39.3 Responses to light are critical to plant success • Blue-light photoreceptors control hypocotyl elongation, stomatal opening, and phototropism. • Phytochromes act like molecular “on-off” switches. Red light turns phytochrome “on”, and far-red light turns it “off.” • Phytochromeregulates shade avoidance and the germination of many seed types.
Phytochrome conversion also provides information about the relative lengths of day and night (photoperiod) and hence the time of year. Photoperiodism regulates the time of flowering in many species. • Short-day plants require a night longer than a critical length to flower. Long-day plants need a night length shorter than a critical period to flower.
Many daily rhythms in plant behavior are controlled by an internal circadian clock. • Free-running circadian cycles are approximately 24 hours long but are entrained to exactly 24 hours by dawn and dusk effects on phytochrome form.
39.4 Plants respond to a wide variety of stimuli other than light • Gravitropism is the bending of an organ in response to gravity. Roots show positive gravitropism, and stems show negative gravitropism. • Statoliths, starch filled plastids, enable plant roots to detect gravity.
Plants are highly sensitive to touch. Thigmotropism is a growth response to touch. Rapid leaf movements involve transmission of electrical impulses called action potentials.
Plants are sensitive to environmental stresses, including drought, flooding, high salinity, and extremes of temperature.
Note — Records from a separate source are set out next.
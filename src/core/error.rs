use std::error::Error as StdError;
use std::fmt;

#[derive(Clone, Copy, Debug, Eq, PartialEq)]
pub enum ErrorKind {
    Internal,
    Usage,
    Schema,
    TypeMismatch,
    UnknownVariant,
    UnknownTimezone,
    FieldMismatch,
    Parse,
    Io,
}

/// One step of the path from the root value to the failing node.
#[derive(Clone, Debug, Eq, PartialEq)]
pub enum PathSegment {
    Field(String),
    Index(usize),
    Variant(String),
}

#[derive(Debug)]
pub struct Error {
    kind: ErrorKind,
    message: Option<String>,
    hint: Option<String>,
    location: Vec<PathSegment>,
    line: Option<u64>,
    source: Option<Box<dyn StdError + Send + Sync>>,
}

impl Error {
    pub fn new(kind: ErrorKind) -> Self {
        Self {
            kind,
            message: None,
            hint: None,
            location: Vec::new(),
            line: None,
            source: None,
        }
    }

    pub fn kind(&self) -> ErrorKind {
        self.kind
    }

    pub fn message(&self) -> Option<&str> {
        self.message.as_deref()
    }

    pub fn hint(&self) -> Option<&str> {
        self.hint.as_deref()
    }

    pub fn line(&self) -> Option<u64> {
        self.line
    }

    pub fn with_message(mut self, message: impl Into<String>) -> Self {
        self.message = Some(message.into());
        self
    }

    pub fn with_hint(mut self, hint: impl Into<String>) -> Self {
        self.hint = Some(hint.into());
        self
    }

    pub fn with_line(mut self, line: u64) -> Self {
        self.line = Some(line);
        self
    }

    pub fn with_source(mut self, source: impl StdError + Send + Sync + 'static) -> Self {
        self.source = Some(Box::new(source));
        self
    }

    pub fn at_field(mut self, name: impl Into<String>) -> Self {
        self.location.push(PathSegment::Field(name.into()));
        self
    }

    pub fn at_index(mut self, index: usize) -> Self {
        self.location.push(PathSegment::Index(index));
        self
    }

    pub fn at_variant(mut self, tag: impl Into<String>) -> Self {
        self.location.push(PathSegment::Variant(tag.into()));
        self
    }

    /// Segments from the root down to the failing node.
    pub fn segments(&self) -> impl Iterator<Item = &PathSegment> {
        self.location.iter().rev()
    }

    /// Location rendered as `$.field[3]<Tag>`; `None` for root-level failures.
    pub fn location(&self) -> Option<String> {
        if self.location.is_empty() {
            return None;
        }
        let mut out = String::from("$");
        for segment in self.segments() {
            match segment {
                PathSegment::Field(name) => {
                    out.push('.');
                    out.push_str(name);
                }
                PathSegment::Index(index) => {
                    out.push_str(&format!("[{index}]"));
                }
                PathSegment::Variant(tag) => {
                    out.push('<');
                    out.push_str(tag);
                    out.push('>');
                }
            }
        }
        Some(out)
    }
}

impl fmt::Display for Error {
    fn fmt(&self, f: &mut fmt::Formatter<'_>) -> fmt::Result {
        write!(f, "{:?}", self.kind)?;
        if let Some(message) = &self.message {
            write!(f, ": {message}")?;
        }
        if let Some(location) = self.location() {
            write!(f, " (at: {location})")?;
        }
        if let Some(line) = self.line {
            write!(f, " (line: {line})")?;
        }
        Ok(())
    }
}

impl StdError for Error {
    fn source(&self) -> Option<&(dyn StdError + 'static)> {
        self.source
            .as_ref()
            .map(|source| source.as_ref() as &(dyn StdError + 'static))
    }
}

pub fn to_exit_code(kind: ErrorKind) -> i32 {
    match kind {
        ErrorKind::Internal => 1,
        ErrorKind::Usage => 2,
        ErrorKind::Schema => 3,
        ErrorKind::TypeMismatch => 4,
        ErrorKind::UnknownVariant => 5,
        ErrorKind::UnknownTimezone => 6,
        ErrorKind::FieldMismatch => 7,
        ErrorKind::Parse => 8,
        ErrorKind::Io => 9,
    }
}

#[cfg(test)]
mod tests {
    use super::{Error, ErrorKind, to_exit_code};

    #[test]
    fn exit_code_mapping_is_stable() {
        let cases = [
            (ErrorKind::Internal, 1),
            (ErrorKind::Usage, 2),
            (ErrorKind::Schema, 3),
            (ErrorKind::TypeMismatch, 4),
            (ErrorKind::UnknownVariant, 5),
            (ErrorKind::UnknownTimezone, 6),
            (ErrorKind::FieldMismatch, 7),
            (ErrorKind::Parse, 8),
            (ErrorKind::Io, 9),
        ];

        for (kind, code) in cases {
            assert_eq!(to_exit_code(kind), code);
        }
    }

    #[test]
    fn location_is_rendered_root_first() {
        let err = Error::new(ErrorKind::TypeMismatch)
            .with_message("expected int")
            .at_field("xx")
            .at_index(2)
            .at_variant("UUU")
            .at_field("items");
        assert_eq!(err.location().as_deref(), Some("$.items<UUU>[2].xx"));
        assert_eq!(
            err.to_string(),
            "TypeMismatch: expected int (at: $.items<UUU>[2].xx)"
        );
    }

    #[test]
    fn root_errors_have_no_location() {
        let err = Error::new(ErrorKind::Usage).with_line(4);
        assert_eq!(err.location(), None);
        assert_eq!(err.to_string(), "Usage (line: 4)");
    }
}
39.5 Plants respond to attacks by herbivores and pathogens • In addition to physical defenses such as thorns and trichomes, plants produce distasteful or toxic chemicals, as well as attractants that recruit animals that destroy herbivores. • The hypersensitive response seals off an infection and destroys both pathogen and host cells in the region.
Systemic acquired resistance is a generalized defense response in organs distant from the infection site.